La déclaration de Doha pourra-t-elle faire mieux que les Accords de Lusaka, de Sun City, ou les processus de Nairobi et Luanda ? Ce sera aux Congolais eux-mêmes, et non aux médiateurs, d’en décider.

Et si la paix n’était qu’une illusion bien diplomatiquement emballée ?

La déclaration conjointe de Doha, avec son langage policé et ses promesses multilatérales, offre l’apparence d’un tournant.
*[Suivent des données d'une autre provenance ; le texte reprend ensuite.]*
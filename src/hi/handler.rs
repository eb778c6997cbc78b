use crate::error::Error;
use crate::hi::request::Request;
use crate::hi::response::Response;

use futures::future::{BoxFuture, Future, FutureExt};

use std::fmt;
use std::net::SocketAddr;

/// Error type handlers use to signal that they couldn't produce a response.
pub type HandlerError = Box<dyn std::error::Error + Send + Sync + 'static>;

pub type ResponseFuture = BoxFuture<'static, Result<Response, HandlerError>>;

/// What a handler hands back for a request: either the response itself, or a future that will
/// produce it later without holding up the rest of the connection.
pub enum Reply {
    Immediate(Response),
    Deferred(ResponseFuture),
}

impl Reply {
    pub fn deferred<F>(future: F) -> Reply
        where F: Future<Output = Result<Response, HandlerError>> + Send + 'static
    {
        Reply::Deferred(future.boxed())
    }
}

impl From<Response> for Reply {
    fn from(response: Response) -> Reply {
        Reply::Immediate(response)
    }
}

impl fmt::Debug for Reply {
    fn fmt(&self, f: &mut fmt::Formatter) -> fmt::Result {
        match self {
            Reply::Immediate(response) => f.debug_tuple("Immediate").field(response).finish(),
            Reply::Deferred(_) => f.write_str("Deferred(..)"),
        }
    }
}

/// Identifies one accepted connection in handler callbacks.
#[derive(Debug, Clone, PartialEq, Eq)]
pub struct ConnectionInfo {
    pub id: u64,
    pub peer_addr: Option<SocketAddr>,
}

pub trait FastcgiRequestHandler: Send + Sync + 'static {
    fn on_open(&self, _connection: &ConnectionInfo) {}

    fn on_request(&self, request: Request, connection: &ConnectionInfo)
        -> Result<Reply, HandlerError>;

    fn on_close(&self, _connection: &ConnectionInfo) {}

    /// Called for every error, fatal or not. `connection` is `None` for listener errors.
    fn on_error(&self, error: &Error, connection: Option<&ConnectionInfo>) {
        match connection {
            Some(connection) => error!("connection {}: {}", connection.id, error),
            None => error!("{}", error),
        }
    }
}

/// Adapts a closure into a handler; every other callback keeps its default.
pub struct FnHandler<F>(F);

pub fn handler_fn<F>(f: F) -> FnHandler<F>
    where F: Fn(Request) -> Result<Reply, HandlerError> + Send + Sync + 'static
{
    FnHandler(f)
}

impl<F> FastcgiRequestHandler for FnHandler<F>
    where F: Fn(Request) -> Result<Reply, HandlerError> + Send + Sync + 'static
{
    fn on_request(&self, request: Request, _connection: &ConnectionInfo)
        -> Result<Reply, HandlerError>
    {
        (self.0)(request)
    }
}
Pourtant, l’histoire du Congo nous enseigne que les véritables ruptures ne naissent pas dans les salons dorés des capitales étrangères, mais dans les décisions courageuses prises au plus près des souffrances du peuple.

Peut-on sérieusement parler de paix sans justice, de cessez-le-feu sans vérité, de stabilité sans transformation profonde des structures qui alimentent l’impunité ? Chaque négociation qui exclut les communautés affectées ne fait que repousser l’inévitable : une nouvelle explosion de violence, plus brutale encore, parce que les racines du conflit auront été maquillées mais non arrachées.

Et si le plus grand danger aujourd’hui n’était pas la guerre elle-même, mais l’illusion que l’on peut pacifier une région par des alliances temporaires, des promesses d’investissements, et des sourires diplomatiques ? La paix n’est pas une marchandise qu’on échange dans des forums ; c’est une vérité qu’on construit sur les ruines de la douleur collective, avec pour fondation la justice, la mémoire et la dignité retrouvée.

Alors, Doha : avancée historique ou simple pause stratégique ? L’avenir nous le dira. Mais le peuple congolais, lui, ne doit plus se contenter d’être le décor d’une paix négociée sans lui.